● **WHAT THE EXERCISE ASKS**:
Let your answer be the line containing "create(5, Duration::from_secs(5), Duration::from_secs(60))" and every line below it to the end of the records, copied exactly.

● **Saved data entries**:
○ ○ ○ ○ ○ ○ ○

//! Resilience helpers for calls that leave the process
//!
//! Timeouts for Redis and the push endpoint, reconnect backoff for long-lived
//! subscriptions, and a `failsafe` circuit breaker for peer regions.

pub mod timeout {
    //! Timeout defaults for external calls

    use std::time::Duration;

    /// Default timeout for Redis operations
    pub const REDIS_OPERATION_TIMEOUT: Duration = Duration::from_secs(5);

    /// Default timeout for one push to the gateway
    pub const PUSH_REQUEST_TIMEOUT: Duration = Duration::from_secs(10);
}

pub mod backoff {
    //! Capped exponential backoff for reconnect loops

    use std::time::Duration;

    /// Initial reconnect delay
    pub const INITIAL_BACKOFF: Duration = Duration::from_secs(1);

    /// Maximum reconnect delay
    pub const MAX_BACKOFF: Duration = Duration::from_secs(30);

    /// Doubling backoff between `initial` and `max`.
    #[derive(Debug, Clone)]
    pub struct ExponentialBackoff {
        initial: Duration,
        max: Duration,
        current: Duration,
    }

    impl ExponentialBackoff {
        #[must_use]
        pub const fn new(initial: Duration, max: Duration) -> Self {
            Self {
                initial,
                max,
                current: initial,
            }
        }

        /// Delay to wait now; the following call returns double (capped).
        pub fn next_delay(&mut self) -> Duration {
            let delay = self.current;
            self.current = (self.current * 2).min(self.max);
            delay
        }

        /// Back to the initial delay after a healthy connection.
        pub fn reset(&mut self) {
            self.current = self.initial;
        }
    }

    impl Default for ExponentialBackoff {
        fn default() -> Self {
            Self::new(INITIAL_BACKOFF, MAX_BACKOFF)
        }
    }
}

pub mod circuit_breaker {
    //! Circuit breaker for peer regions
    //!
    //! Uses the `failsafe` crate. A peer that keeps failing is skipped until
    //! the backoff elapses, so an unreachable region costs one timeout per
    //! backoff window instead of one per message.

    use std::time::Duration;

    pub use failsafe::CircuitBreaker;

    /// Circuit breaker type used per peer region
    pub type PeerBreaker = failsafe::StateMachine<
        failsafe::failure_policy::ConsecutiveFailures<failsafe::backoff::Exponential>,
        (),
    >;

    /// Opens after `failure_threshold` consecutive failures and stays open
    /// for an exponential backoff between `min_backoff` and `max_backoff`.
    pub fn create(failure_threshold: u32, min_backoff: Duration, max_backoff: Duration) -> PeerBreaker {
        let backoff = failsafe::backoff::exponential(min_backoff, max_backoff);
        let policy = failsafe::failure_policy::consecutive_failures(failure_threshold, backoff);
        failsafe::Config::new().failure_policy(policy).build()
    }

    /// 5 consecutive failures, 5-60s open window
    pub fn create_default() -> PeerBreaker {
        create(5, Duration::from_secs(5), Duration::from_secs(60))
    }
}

○ ○ ○ ○ ○ ○ ○

● **COMPLETED EXERCISE**:
        create(5, Duration::from_secs(5), Duration::from_secs(60))
    }
}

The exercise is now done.